Project overview: This project funds surveillance and monitoring of an emerging infectious disease that has decimated salamander populations in other wild places, with the goal to protect Yosemite’s salamanders in the long-term.

How your support helps: Yosemite has primarily functioned as a species refugia, but the existential threat of introduced disease has greatly impacted amphibians. A new emerging infectious disease (Batrachochytrium salamandrivorans or “Bsal”), very similar to the chytrid fungus that caused quick declines in Yosemite’s Sierra Nevada yellow-legged frogs, has recently decimated salamander populations in other wild places.

The first known emergence of this pathogen took place in 2013 within multiple European countries. Scientists believe it is only a matter of time until the pathogen makes its way to North America. Unfortunately, North America has the highest predicted threat from Bsal because the area holds the highest salamander biodiversity in the world. In addition, Yosemite is a hub for international wilderness travel and ecological research, placing the park in a position of heightened risk. With donor support, this project funds active monitoring to allow scientists to get ahead and prevent the pathogen’s spread.

Salamanders, who depend on moist habitats, will also be susceptible to the existential threat of climate change. Climate models predict drier conditions, more drought, and less precipitation in the Sierra. Without intervention, drought combined with a Bsal epidemic could cause another spiral towards extinction for Yosemite’s salamanders.

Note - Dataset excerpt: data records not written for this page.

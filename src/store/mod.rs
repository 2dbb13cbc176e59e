//! Embedded JSON document store for users, chirps and refresh tokens.
//!
//! The whole dataset lives in memory behind one `RwLock`. Reads take the
//! shared lock. Mutations take the exclusive lock, apply their change to a
//! working copy, write that copy to disk and only then install it, so memory
//! and the backing file never disagree after a call returns.

mod chirps;
mod codec;
mod error;
pub mod models;
mod password;
mod refresh_tokens;
mod users;

use std::path::{Path, PathBuf};
use std::sync::{PoisonError, RwLock, RwLockReadGuard, RwLockWriteGuard};

use time::Duration;
use tracing::info;

pub use codec::Snapshot;
pub use error::StoreError;
pub use models::{Chirp, RefreshToken, User};

#[derive(Debug, Clone)]
struct Dataset {
    snapshot: Snapshot,
    next_user_id: u64,
    next_chirp_id: u64,
}

impl Dataset {
    fn from_snapshot(snapshot: Snapshot) -> Self {
        let next_user_id = snapshot.users.keys().next_back().map_or(1, |id| id + 1);
        let next_chirp_id = snapshot.chirps.keys().next_back().map_or(1, |id| id + 1);
        Self {
            snapshot,
            next_user_id,
            next_chirp_id,
        }
    }
}

pub struct Store {
    codec: codec::JsonFile,
    refresh_ttl: Duration,
    inner: RwLock<Dataset>,
}

impl Store {
    /// Open (creating if needed) the backing file at `path` and load it.
    pub fn open(path: impl Into<PathBuf>, refresh_ttl: Duration) -> Result<Self, StoreError> {
        let codec = codec::JsonFile::new(path);
        codec.ensure()?;
        let dataset = Dataset::from_snapshot(codec.load()?);

        info!(
            path = %codec.path().display(),
            users = dataset.snapshot.users.len(),
            chirps = dataset.snapshot.chirps.len(),
            next_user_id = dataset.next_user_id,
            next_chirp_id = dataset.next_chirp_id,
            "store opened"
        );
        Ok(Self {
            codec,
            refresh_ttl,
            inner: RwLock::new(dataset),
        })
    }

    pub fn path(&self) -> &Path {
        self.codec.path()
    }

    pub fn refresh_ttl(&self) -> Duration {
        self.refresh_ttl
    }

    fn read<T>(&self, f: impl FnOnce(&Dataset) -> T) -> T {
        let guard = self.read_guard();
        f(&*guard)
    }

    /// Run a mutation under the write lock.
    ///
    /// `f` works on a copy; the copy replaces the live dataset only after it
    /// has been saved. Any error from `f` or from the save leaves the live
    /// dataset as it was.
    fn commit<T>(
        &self,
        f: impl FnOnce(&mut Dataset) -> Result<T, StoreError>,
    ) -> Result<T, StoreError> {
        let mut guard = self.write_guard();
        let mut working = guard.clone();
        let out = f(&mut working)?;
        self.codec.save(&working.snapshot)?;
        *guard = working;
        Ok(out)
    }

    // The live dataset is only ever swapped for a fully saved copy, so a
    // poisoned guard still holds committed state.
    fn read_guard(&self) -> RwLockReadGuard<'_, Dataset> {
        self.inner.read().unwrap_or_else(PoisonError::into_inner)
    }

    fn write_guard(&self) -> RwLockWriteGuard<'_, Dataset> {
        self.inner.write().unwrap_or_else(PoisonError::into_inner)
    }
}

#[cfg(test)]
pub(crate) mod test_support {
    use super::*;

    pub fn open_in(dir: &tempfile::TempDir) -> Store {
        Store::open(dir.path().join("database.json"), Duration::days(60)).unwrap()
    }

    impl Store {
        /// Copy of the current dataset.
        pub fn snapshot(&self) -> Snapshot {
            self.read(|data| data.snapshot.clone())
        }
    }
}
use tracing::{debug, error, info};

use super::password::{hash_password, verify_dummy, verify_password};
use super::{Dataset, Store, StoreError, User};

impl Store {
    pub fn create_user(&self, email: &str, password: &str) -> Result<User, StoreError> {
        // Hash before taking the lock; Argon2 is deliberately slow.
        let password_hash = hash_password(password)?;
        let user = self.commit(|data| {
            let user = User {
                id: data.next_user_id,
                email: email.to_owned(),
                password_hash,
            };
            data.snapshot.users.insert(user.id, user.clone());
            data.next_user_id += 1;
            Ok(user)
        })?;
        info!(user_id = user.id, "user created");
        Ok(user)
    }

    /// First user, in id order, whose email matches exactly (case-sensitive).
    pub fn find_user_by_email(&self, email: &str) -> Result<User, StoreError> {
        self.read(|data| by_email(data, email).cloned())
            .ok_or(StoreError::NotFound)
    }

    pub fn get_user(&self, id: u64) -> Result<User, StoreError> {
        self.read(|data| data.snapshot.users.get(&id).cloned())
            .ok_or(StoreError::NotFound)
    }

    /// Replace email and password of an existing user.
    pub fn update_user(&self, id: u64, email: &str, password: &str) -> Result<User, StoreError> {
        if self.read(|data| !data.snapshot.users.contains_key(&id)) {
            return Err(StoreError::NotFound);
        }
        let password_hash = hash_password(password)?;
        let user = self.commit(|data| {
            let user = data
                .snapshot
                .users
                .get_mut(&id)
                .ok_or(StoreError::NotFound)?;
            user.email = email.to_owned();
            user.password_hash = password_hash;
            Ok(user.clone())
        })?;
        info!(user_id = user.id, "user updated");
        Ok(user)
    }

    /// Look up `email` and check `password` against its hash.
    ///
    /// Unknown email and wrong password both yield `InvalidCredentials`.
    pub fn verify_credentials(&self, email: &str, password: &str) -> Result<User, StoreError> {
        let Ok(user) = self.find_user_by_email(email) else {
            verify_dummy(password);
            debug!("credentials rejected");
            return Err(StoreError::InvalidCredentials);
        };
        match verify_password(password, &user.password_hash) {
            Ok(true) => Ok(user),
            Ok(false) => {
                debug!(user_id = user.id, "credentials rejected");
                Err(StoreError::InvalidCredentials)
            }
            // Same answer as a wrong password so the email's existence stays hidden.
            Err(e) => {
                error!(user_id = user.id, error = %e, "stored password hash unreadable");
                Err(StoreError::InvalidCredentials)
            }
        }
    }
}

fn by_email<'a>(data: &'a Dataset, email: &str) -> Option<&'a User> {
    data.snapshot.users.values().find(|u| u.email == email)
}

This year: This year you are supporting a proactive approach – learning from our last infectious disease epidemic, and allowing managers to get ahead of a potential catastrophe. The goals are to better understand the presence of Bsal and its impacts on salamander species in the park, including but not limited to the Mt. Lyell Salamander (Hydromantes platycephalus), which was recently included on a “watch list” in recent work outlining California species of special concern.

Project partners: Yosemite National Park

Carson Lillard

Aquatic Wildlife Biologist, Yosemite National Park

Project Notes

“Bsal is an emerging pathogen with the capability to cause major declines or even wipe out salamander species entirely. Our project would provide testing surveillance to monitor for the disease in salamander species here.”